Money should be a means to achieve a thing, not the goal in and of itself. I think the most visible decline came with the increasingly overt goal to charge rent on friggin everything. That's simply not a sustainable or realistic economic model for society and consequently even if it might maximize corporate income in the short to mid-term, in the longterm it's equally catastrophic for them as well.

verdverm|10 days ago

The micro-financialization or wallstreet-ification of everything is a succinct way I try to describe it to normies

spaceman_2020|10 days ago

It’s clear to me that the smartest thing China ever did was to limit speculation in the markets.
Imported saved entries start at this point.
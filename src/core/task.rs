use serde_json::Value;

use crate::core::chain::TaskCompletion;
use crate::error::TaskError;

/// Which execution context a task requires.
#[derive(Debug, Clone, Copy, PartialEq, Eq)]
pub enum ContextAffinity {
    /// Must run on the host's foreground context.
    Foreground,
    /// Must run on the background context.
    Background,
    /// No preference: runs on whatever thread the previous task's
    /// continuation happened to call from.
    Current,
}

/// The two completion styles a task body can have.
///
/// Direct bodies hand back their output as a return value. Deferred bodies
/// receive a [`TaskCompletion`] and must invoke it exactly once, possibly
/// after delegating to a foreign callback-style API.
pub(crate) enum TaskBody {
    Direct(Box<dyn FnOnce(Value) -> Result<Value, TaskError> + Send>),
    Deferred(Box<dyn FnOnce(Value, TaskCompletion) + Send>),
}

/// One queued unit of chain work.
pub(crate) struct TaskHolder {
    /// Append-order sequence number, used for diagnostics.
    pub(crate) action_index: usize,
    pub(crate) affinity: ContextAffinity,
    pub(crate) body: TaskBody,
}
//! End-to-end chain scenarios against the in-memory scheduler.

use std::sync::atomic::{AtomicUsize, Ordering};
use std::sync::Arc;

use parking_lot::Mutex;
use serde_json::{json, Value};

use chainwork::scheduler::{FakeScheduler, SchedulerCall};
use chainwork::{ChainFactory, TaskChain, TaskError};

fn setup() -> (Arc<FakeScheduler>, ChainFactory) {
    let scheduler = Arc::new(FakeScheduler::new());
    let factory = ChainFactory::new(scheduler.clone());
    (scheduler, factory)
}

#[test]
fn mixed_affinity_pipeline_hops_contexts_and_threads_values() {
    let (scheduler, factory) = setup();
    let log = Arc::new(Mutex::new(Vec::<String>::new()));
    let (l1, l2, l3, l4) = (log.clone(), log.clone(), log.clone(), log.clone());
    let outcome = Arc::new(Mutex::new(None));
    let outcome2 = outcome.clone();

    factory
        .chain()
        .background_first(move || {
            l1.lock().push("load".into());
            Ok(json!({"id": 7, "name": "villager"}))
        })
        .current(move |v| {
            l2.lock().push("validate".into());
            Ok(v)
        })
        .foreground(move |v| {
            l3.lock().push(format!("apply {}", v["name"].as_str().unwrap()));
            Ok(json!(v["id"].as_i64().unwrap() * 2))
        })
        .background_last(move |v| {
            l4.lock().push(format!("persist {v}"));
            Ok(())
        })
        .execute_done(move |ok| *outcome2.lock() = Some(ok))
        .unwrap();

    assert_eq!(
        *log.lock(),
        vec!["load", "validate", "apply villager", "persist 14"]
    );
    assert_eq!(*outcome.lock(), Some(true));
    // One hop per genuine context change; "validate" rides the background
    // context of "load", and "persist" needs a fresh hop off the foreground.
    assert_eq!(
        scheduler.calls(),
        vec![
            SchedulerCall::PostBackground,
            SchedulerCall::PostForeground,
            SchedulerCall::PostBackground,
        ]
    );
}

#[test]
fn starting_from_foreground_runs_leading_foreground_tasks_inline() {
    let scheduler = Arc::new(FakeScheduler::new());
    // Simulate an execute() issued from the host's foreground thread.
    scheduler.set_foreground(true);
    let factory = ChainFactory::new(scheduler.clone());

    factory
        .chain()
        .foreground_first(|| Ok(json!(1)))
        .foreground(|v| Ok(v))
        .background_last(|_| Ok(()))
        .execute()
        .unwrap();

    assert_eq!(scheduler.calls(), vec![SchedulerCall::PostBackground]);
}

#[test]
fn failure_mid_chain_skips_rest_and_reports_once() {
    let (_, factory) = setup();
    let errors = Arc::new(AtomicUsize::new(0));
    let errors2 = errors.clone();
    let outcomes = Arc::new(Mutex::new(Vec::new()));
    let outcomes2 = outcomes.clone();
    let later = Arc::new(AtomicUsize::new(0));
    let later2 = later.clone();

    factory
        .chain()
        .background_first(|| Ok(json!("fine")))
        .current(|_| Err(TaskError::failed("simulated io error")))
        .foreground_run(move || {
            later2.fetch_add(1, Ordering::SeqCst);
            Ok(())
        })
        .execute_with(
            move |ok| outcomes2.lock().push(ok),
            move |_, _| {
                errors2.fetch_add(1, Ordering::SeqCst);
            },
        )
        .unwrap();

    assert_eq!(errors.load(Ordering::SeqCst), 1);
    assert_eq!(later.load(Ordering::SeqCst), 0);
    assert_eq!(*outcomes.lock(), vec![false]);
}

#[test]
fn abort_if_chain_with_lookup_guard() {
    let (_, factory) = setup();
    let applied = Arc::new(Mutex::new(Vec::new()));
    let applied2 = applied.clone();
    let warned = Arc::new(AtomicUsize::new(0));
    let warned2 = warned.clone();

    let lookup = |found: bool| move || Ok(if found { json!("entity") } else { Value::Null });

    // Missing entity: warn and stop.
    factory
        .chain()
        .background_first(lookup(false))
        .abort_if_null_with(move || {
            warned2.fetch_add(1, Ordering::SeqCst);
        })
        .foreground_last({
            let applied = applied2.clone();
            move |v| {
                applied.lock().push(v);
                Ok(())
            }
        })
        .execute()
        .unwrap();

    // Present entity: flows through untouched.
    factory
        .chain()
        .background_first(lookup(true))
        .abort_if_null()
        .foreground_last(move |v| {
            applied2.lock().push(v);
            Ok(())
        })
        .execute()
        .unwrap();

    assert_eq!(warned.load(Ordering::SeqCst), 1);
    assert_eq!(*applied.lock(), vec![json!("entity")]);
}

#[test]
fn task_data_shared_across_contexts() {
    let (_, factory) = setup();
    let seen = Arc::new(Mutex::new(None));
    let seen2 = seen.clone();

    factory
        .chain()
        .background_first(|| Ok(json!({"hp": 20})))
        .store_as_data("snapshot")
        .foreground(|_| Ok(json!("unrelated")))
        .return_data("snapshot")
        .background_last(move |v| {
            *seen2.lock() = Some(v);
            Ok(())
        })
        .execute()
        .unwrap();

    assert_eq!(*seen.lock(), Some(json!({"hp": 20})));
}

#[test]
fn shared_chain_serializes_two_submitters() {
    let (_, factory) = setup();
    let log = Arc::new(Mutex::new(Vec::new()));

    // Park the shared chain on a callback we complete manually, so the second
    // submitter appends while the chain is still live.
    let gate: Arc<Mutex<Option<chainwork::TaskCompletion>>> = Arc::new(Mutex::new(None));
    let gate2 = gate.clone();

    let first = factory.shared_chain("world-io");
    let l1 = log.clone();
    first
        .clone()
        .current_first_callback(move |completion| {
            *gate2.lock() = Some(completion);
        })
        .current_run(move || {
            l1.lock().push("first");
            Ok(())
        })
        .execute()
        .unwrap();

    // Same name while live: same chain, append allowed, execute no-ops.
    let second = factory.shared_chain("world-io");
    assert_eq!(second.id(), first.id());
    let l2 = log.clone();
    second
        .current_run(move || {
            l2.lock().push("second");
            Ok(())
        })
        .execute()
        .unwrap();

    assert!(log.lock().is_empty());
    let completion = gate.lock().take().unwrap();
    completion.finish().unwrap();
    assert_eq!(*log.lock(), vec!["first", "second"]);

    // Finished chains leave the registry.
    assert_ne!(factory.shared_chain("world-io").id(), first.id());
}

#[test]
fn drain_mode_runs_everything_inline_including_delays() {
    let (scheduler, factory) = setup();
    scheduler.interrupt_delays();
    factory.shutdown();
    let log = Arc::new(Mutex::new(Vec::new()));
    let (l1, l2) = (log.clone(), log.clone());
    let outcome = Arc::new(Mutex::new(None));
    let outcome2 = outcome.clone();

    factory
        .chain()
        .background_first(move || {
            l1.lock().push("flush");
            Ok(json!(1))
        })
        .delay_ticks(100)
        .foreground_last(move |_| {
            l2.lock().push("late");
            Ok(())
        })
        .execute_done(move |ok| *outcome2.lock() = Some(ok))
        .unwrap();

    // The background and foreground tasks ran inline, and the interrupted
    // delay aborted the chain before "late".
    assert_eq!(*log.lock(), vec!["flush"]);
    assert_eq!(*outcome.lock(), Some(false));
    assert!(scheduler
        .calls()
        .iter()
        .all(|call| matches!(call, SchedulerCall::DelayTicks(_))));
}

#[test]
fn nested_chains_keep_current_chain_straight() {
    let (_, factory) = setup();
    let observed = Arc::new(Mutex::new(Vec::new()));
    let observed2 = observed.clone();
    let inner_factory = factory.clone();

    let outer = factory.chain();
    let outer_id = outer.id();
    outer
        .current_run(move || {
            let observed_inner = observed2.clone();
            inner_factory
                .chain()
                .current_run(move || {
                    observed_inner
                        .lock()
                        .push(("inner", TaskChain::current_chain().map(|c| c.id())));
                    Ok(())
                })
                .execute()
                .map_err(|e| TaskError::failed(e.to_string()))?;
            observed2
                .lock()
                .push(("outer", TaskChain::current_chain().map(|c| c.id())));
            Ok(())
        })
        .execute()
        .unwrap();

    let observed = observed.lock();
    assert_eq!(observed.len(), 2);
    assert_eq!(observed[0].0, "inner");
    assert_ne!(observed[0].1, Some(outer_id));
    assert_eq!(observed[1], ("outer", Some(outer_id)));
    assert!(TaskChain::current_chain().is_none());
}

#[test]
fn error_handler_sees_typed_detail() {
    let (_, factory) = setup();
    let detail = Arc::new(Mutex::new(None));
    let detail2 = detail.clone();

    factory
        .chain()
        .current_first(|| {
            Err(TaskError::failed_with_detail(
                "chunk not loaded",
                json!({"x": 12, "z": -4}),
            ))
        })
        .execute_error(move |err, _| {
            if let TaskError::Failed { detail: Some(d), .. } = err {
                *detail2.lock() = Some(d.clone());
            }
        })
        .unwrap();

    assert_eq!(*detail.lock(), Some(json!({"x": 12, "z": -4})));
}
//! Thread-scoped "currently executing chain" slot.
//!
//! Saved and restored (never merely set and cleared) around every task body,
//! abort action, error handler, and done callback, so a task that starts a
//! second chain inline on the same thread does not corrupt the outer chain's
//! context.

use std::cell::RefCell;

use crate::core::chain::TaskChain;

thread_local! {
    static CURRENT_CHAIN: RefCell<Option<TaskChain>> = const { RefCell::new(None) };
}

/// RAII guard restoring the previous occupant of the slot on drop, including
/// during unwinding.
pub(crate) struct CurrentChainGuard {
    prev: Option<TaskChain>,
}

pub(crate) fn enter(chain: TaskChain) -> CurrentChainGuard {
    let prev = CURRENT_CHAIN.with(|slot| slot.borrow_mut().replace(chain));
    CurrentChainGuard { prev }
}

pub(crate) fn current() -> Option<TaskChain> {
    CURRENT_CHAIN.with(|slot| slot.borrow().clone())
}

impl Drop for CurrentChainGuard {
    fn drop(&mut self) {
        let prev = self.prev.take();
        CURRENT_CHAIN.with(|slot| *slot.borrow_mut() = prev);
    }
}
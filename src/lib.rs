//! chainwork is a chain execution engine for programs split between a
//! single serialized "foreground" context and a pool of "background"
//! threads, such as game servers with a main tick loop.
//!
//! A [`TaskChain`] is an ordered list of heterogeneous tasks executed
//! strictly one at a time. Each task declares where it wants to run
//! ([`ContextAffinity`]) and the engine hops between contexts through the
//! [`GameScheduler`](scheduler::GameScheduler) port, threading each task's
//! output into the next task's input. Chains support cooperative abort,
//! routed error handling, per-chain key/value data, pauses, and shared
//! named chains that serialize work from many call sites.
//!
//! ```no_run
//! use chainwork::{ChainFactory, TaskError};
//! use chainwork::scheduler::TokioScheduler;
//! use serde_json::json;
//! use std::sync::Arc;
//! use std::time::Duration;
//!
//! # async fn demo() {
//! let (scheduler, foreground) = TokioScheduler::new(Duration::from_millis(50));
//! let factory = ChainFactory::new(scheduler);
//!
//! factory
//!     .chain()
//!     .background_first(|| Ok(json!("loaded off-thread")))
//!     .abort_if_null()
//!     .foreground_last(|value| {
//!         println!("applying {value} on the foreground");
//!         Ok(())
//!     })
//!     .execute_done(|ok| println!("chain finished, success = {ok}"))
//!     .unwrap();
//!
//! foreground.run().await;
//! # }
//! ```

pub mod core;
pub mod error;
pub mod factory;
pub mod scheduler;

pub use crate::core::{
    ContextAffinity, DoneCallback, ErrorHandler, ShutdownSignal, TaskChain, TaskCompletion,
    TaskData,
};
pub use crate::error::{ChainError, TaskError};
pub use crate::factory::{ChainFactory, SharedChainRegistry};
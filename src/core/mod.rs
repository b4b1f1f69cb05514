pub mod chain;
pub(crate) mod current_chain;
pub mod shutdown;
pub mod task;
pub mod task_data;

pub use chain::{DoneCallback, ErrorHandler, TaskChain, TaskCompletion};
pub use shutdown::ShutdownSignal;
pub use task::ContextAffinity;
pub use task_data::TaskData;
use serde_json::Value;
use std::collections::HashMap;

/// Per-chain key/value store, valid for the lifetime of the chain.
///
/// Lets one task stash values for tasks further down the chain without
/// threading them through the single previous-value slot. Not internally
/// synchronized: at most one task of a chain executes at any instant, and
/// the chain guards access with its own lock.
#[derive(Debug, Default)]
pub struct TaskData {
    entries: HashMap<String, Value>,
}

impl TaskData {
    pub fn new() -> Self {
        Self::default()
    }

    pub fn has(&self, key: &str) -> bool {
        self.entries.contains_key(key)
    }

    pub fn get(&self, key: &str) -> Option<Value> {
        self.entries.get(key).cloned()
    }

    /// Insert a value, returning the previous value for the key if any.
    pub fn set(&mut self, key: impl Into<String>, value: Value) -> Option<Value> {
        self.entries.insert(key.into(), value)
    }

    pub fn remove(&mut self, key: &str) -> Option<Value> {
        self.entries.remove(key)
    }

    pub fn len(&self) -> usize {
        self.entries.len()
    }

    pub fn is_empty(&self) -> bool {
        self.entries.is_empty()
    }
}
//! Chain-level protocol errors.

use thiserror::Error;

/// Programming-error conditions surfaced synchronously to the caller.
///
/// These never travel through the chain's error handler: they indicate the
/// host misused the engine, not that a task failed.
#[derive(Debug, Clone, Error, PartialEq, Eq)]
pub enum ChainError {
    #[error("chain has already been executed")]
    AlreadyExecuted,
    #[error("tasks cannot be appended to a chain that has started executing")]
    ExecutingAppend,
    #[error("continuation for action {action_index} was already invoked")]
    ContinuationAlreadyInvoked { action_index: usize },
}
use parking_lot::Mutex;
use std::sync::atomic::{AtomicBool, Ordering};
use std::time::Duration;

use super::{DelayResult, DelayedTask, GameScheduler, ScheduledTask, ShutdownHook};

/// One recorded call against the [`FakeScheduler`].
#[derive(Debug, Clone, PartialEq, Eq)]
pub enum SchedulerCall {
    PostForeground,
    PostBackground,
    DelayTicks(u32),
    Delay(Duration),
}

/// Deterministic in-process scheduler for tests.
///
/// Every post runs inline on the calling thread while a simulated context
/// flag is flipped, so a whole chain executes synchronously inside
/// `execute()`. Each scheduler call is recorded so tests can assert exactly
/// which context switches the engine requested, and in what order.
pub struct FakeScheduler {
    foreground: AtomicBool,
    interrupt_delays: AtomicBool,
    calls: Mutex<Vec<SchedulerCall>>,
    hooks: Mutex<Vec<ShutdownHook>>,
}

impl FakeScheduler {
    /// A scheduler whose calling thread starts as the foreground context.
    pub fn new() -> Self {
        FakeScheduler {
            foreground: AtomicBool::new(true),
            interrupt_delays: AtomicBool::new(false),
            calls: Mutex::new(Vec::new()),
            hooks: Mutex::new(Vec::new()),
        }
    }

    /// A scheduler whose calling thread starts as the background context.
    pub fn starting_on_background() -> Self {
        let scheduler = Self::new();
        scheduler.foreground.store(false, Ordering::SeqCst);
        scheduler
    }

    /// Override the simulated current context.
    pub fn set_foreground(&self, foreground: bool) {
        self.foreground.store(foreground, Ordering::SeqCst);
    }

    /// Snapshot of every scheduler call made so far, in order.
    pub fn calls(&self) -> Vec<SchedulerCall> {
        self.calls.lock().clone()
    }

    /// Make subsequent delays report [`DelayResult::Interrupted`].
    pub fn interrupt_delays(&self) {
        self.interrupt_delays.store(true, Ordering::SeqCst);
    }

    /// Run registered shutdown hooks, as a host would on shutdown.
    pub fn fire_shutdown(&self) {
        let hooks: Vec<ShutdownHook> = std::mem::take(&mut *self.hooks.lock());
        for hook in hooks {
            hook();
        }
    }

    fn delay_result(&self) -> DelayResult {
        if self.interrupt_delays.load(Ordering::SeqCst) {
            DelayResult::Interrupted
        } else {
            DelayResult::Elapsed
        }
    }
}

impl Default for FakeScheduler {
    fn default() -> Self {
        Self::new()
    }
}

impl GameScheduler for FakeScheduler {
    fn is_foreground_thread(&self) -> bool {
        self.foreground.load(Ordering::SeqCst)
    }

    fn post_to_foreground(&self, task: ScheduledTask) {
        self.calls.lock().push(SchedulerCall::PostForeground);
        self.foreground.store(true, Ordering::SeqCst);
        task();
    }

    fn post_to_background(&self, task: ScheduledTask) {
        self.calls.lock().push(SchedulerCall::PostBackground);
        self.foreground.store(false, Ordering::SeqCst);
        task();
    }

    fn post_after_ticks(&self, ticks: u32, task: DelayedTask) {
        self.calls.lock().push(SchedulerCall::DelayTicks(ticks));
        task(self.delay_result());
    }

    fn post_delayed(&self, delay: Duration, task: DelayedTask) {
        self.calls.lock().push(SchedulerCall::Delay(delay));
        task(self.delay_result());
    }

    fn register_shutdown_hook(&self, hook: ShutdownHook) {
        self.hooks.lock().push(hook);
    }
}
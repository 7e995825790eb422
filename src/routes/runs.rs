use axum::{
    extract::{Path, State},
    routing::get,
    Json, Router,
};
use chrono::{DateTime, Utc};
use serde::{Deserialize, Serialize};
use uuid::Uuid;

use crate::error::AppError;
use crate::state::AppState;
use crate::types::run::{format_distance, RunRecord};

pub fn router() -> Router<AppState> {
    Router::new()
        .route("/api/runs", get(list_runs))
        .route("/api/runs/:run_id", get(get_run))
}

#[derive(Debug, Serialize, Deserialize)]
struct RunSummary {
    id: Uuid,
    points: usize,
    distance_m: f64,
    distance_label: String,
    duration_seconds: u64,
    started_at: DateTime<Utc>,
    ended_at: DateTime<Utc>,
}

impl From<&RunRecord> for RunSummary {
    fn from(record: &RunRecord) -> Self {
        Self {
            id: record.id,
            points: record.route.len(),
            distance_m: record.distance_m,
            distance_label: format_distance(record.distance_m),
            duration_seconds: record.duration_seconds(),
            started_at: record.started_at,
            ended_at: record.ended_at,
        }
    }
}

async fn list_runs(State(state): State<AppState>) -> Json<Vec<RunSummary>> {
    Json(state.runs.list().iter().map(RunSummary::from).collect())
}

async fn get_run(
    State(state): State<AppState>,
    Path(run_id): Path<String>,
) -> Result<Json<RunRecord>, AppError> {
    let id = Uuid::parse_str(&run_id)
        .map_err(|_| AppError::BadRequest(format!("Invalid run id: {}", run_id)))?;

    state
        .runs
        .get(&id)
        .map(Json)
        .ok_or_else(|| AppError::NotFound(run_id))
}
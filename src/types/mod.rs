pub mod coordinate;
pub mod run;
use std::convert::Infallible;

use axum::{
    extract::State,
    response::sse::{Event, KeepAlive, Sse},
    routing::{get, post},
    Json, Router,
};
use futures::Stream;
use serde::{Deserialize, Serialize};
use tokio::sync::broadcast::error::RecvError;

use crate::error::AppError;
use crate::state::AppState;
use crate::types::run::{SessionSnapshot, Transition};

pub fn router() -> Router<AppState> {
    Router::new()
        .route("/api/run", get(current))
        .route("/api/run/start", post(start))
        .route("/api/run/stop", post(stop))
        .route("/api/run/toggle", post(toggle))
        .route("/api/run/events", get(events))
}

#[derive(Serialize, Deserialize)]
struct CommandResponse {
    transition: Transition,
    snapshot: SessionSnapshot,
}

async fn current(State(state): State<AppState>) -> Result<Json<SessionSnapshot>, AppError> {
    Ok(Json(state.session.current().await?))
}

async fn start(State(state): State<AppState>) -> Result<Json<CommandResponse>, AppError> {
    let transition = state.session.start().await?;
    respond(&state, transition).await
}

async fn stop(State(state): State<AppState>) -> Result<Json<CommandResponse>, AppError> {
    let transition = state.session.stop().await?;
    respond(&state, transition).await
}

async fn toggle(State(state): State<AppState>) -> Result<Json<CommandResponse>, AppError> {
    let transition = state.session.toggle().await?;
    respond(&state, transition).await
}

async fn respond(state: &AppState, transition: Transition) -> Result<Json<CommandResponse>, AppError> {
    let snapshot = state.session.current().await?;
    tracing::info!(
        "Run command -> {:?} ({:?}, {})",
        transition,
        snapshot.status,
        snapshot.distance_label
    );
    Ok(Json(CommandResponse {
        transition,
        snapshot,
    }))
}

enum Step {
    Emit(Event),
    Skip,
    Close,
}

/// Server-sent events: a `snapshot` on every state change plus one event per notice.
async fn events(
    State(state): State<AppState>,
) -> Sse<impl Stream<Item = Result<Event, Infallible>>> {
    let mut notices = state.session.subscribe_notices();
    let mut snapshots = state.session.watch_snapshots();

    let stream = async_stream::stream! {
        let initial = snapshots.borrow_and_update().clone();
        if let Some(event) = snapshot_event(&initial) {
            yield Ok(event);
        }

        loop {
            let step = tokio::select! {
                notice = notices.recv() => match notice {
                    Ok(notice) => match Event::default().event(notice.event_name()).json_data(&notice) {
                        Ok(event) => Step::Emit(event),
                        Err(err) => {
                            tracing::warn!("Failed to encode notice: {}", err);
                            Step::Skip
                        }
                    },
                    Err(RecvError::Lagged(skipped)) => {
                        tracing::warn!("Event stream lagged, {} notices dropped", skipped);
                        Step::Skip
                    }
                    Err(RecvError::Closed) => Step::Close,
                },
                changed = snapshots.changed() => match changed {
                    Ok(()) => {
                        let snapshot = snapshots.borrow_and_update().clone();
                        snapshot_event(&snapshot).map_or(Step::Skip, Step::Emit)
                    }
                    Err(_) => Step::Close,
                },
            };

            match step {
                Step::Emit(event) => yield Ok(event),
                Step::Skip => {}
                Step::Close => break,
            }
        }

        tracing::debug!("Run event stream closed");
    };

    Sse::new(stream).keep_alive(KeepAlive::default())
}

fn snapshot_event(snapshot: &SessionSnapshot) -> Option<Event> {
    match Event::default().event("snapshot").json_data(snapshot) {
        Ok(event) => Some(event),
        Err(err) => {
            tracing::warn!("Failed to encode snapshot: {}", err);
            None
        }
    }
}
So many human capital in America is wasted pumping up valuations instead of actually building stuff

Every Jane Street hire could be building robots, but instead, they’re trading options and crypto and heck, even market making for prediction markets now

tw1984|10 days ago

> the smartest thing China ever did was to limit speculation in the markets. So many human capital in America is wasted pumping up valuations instead of actually building stuff

there was this Chinese company named Baofeng that built a stupid media player by "re-using" open source FFmpeg code, it managed to get itself publicly listed, then had its valuation went up like 50x for doing nothing other being accused for stealing FFmpeg code.

there were lots of discussions at that time how that happened and why the same level of speculation didn't happen on other public tech companies listed on Chinese market, the consensus was pretty sad - tech companies suitable for speculation are listed in the US by default, those listed on Chinese markets are 2nd tier or 3rd tier to start with, they don't offer any meaningful room for speculation.

Saline9515|10 days ago

The positive aspect is that there is plenty if venture capital for innovators; the negative one is that those innovations are stifled by various extraction techniques that allow VCs and other investors to get a return on investment.

Crypto is a good example of how the equilibria is hard to maintain, and if the last cycle saw many interesting new products come to life, they all got crushed by ruthless profit-taking from early investors and team members.

avereveard|10 days ago

Unfair reading bordering with propaganda.

On one hand Boston Dynamics showed similar skill robot well before this demo, only without coreography, which is were most of the wow effect comes from here.

https://m.youtube.com/watch?v=UNorxwlZlFk

Heck check were they were 5 years ago

https://m.youtube.com/watch?v=fn3KWM1kuAw&pp=0gcJCUABo7VqN5t...

Things is american research is financed by outcome potential not for grandstanding, and free standing robot that can only do recorded coreography aren't that useful outside factory floors, and factory floors can use ceiling rails or wheels to better effect.

So yeah video is suler cool, but there isn't much to it beyond that to read in terms of capabilities. You seem just to be projecting what the truth you want to be on top of a funny dance.

decimalenough|10 days ago

China installed 295,000 industrial robots last year, more than the rest of the world combined, and has over 2M deployed total. China makes its own robots (57% indigenous) and its rate of robot deployment continues to grow year to year.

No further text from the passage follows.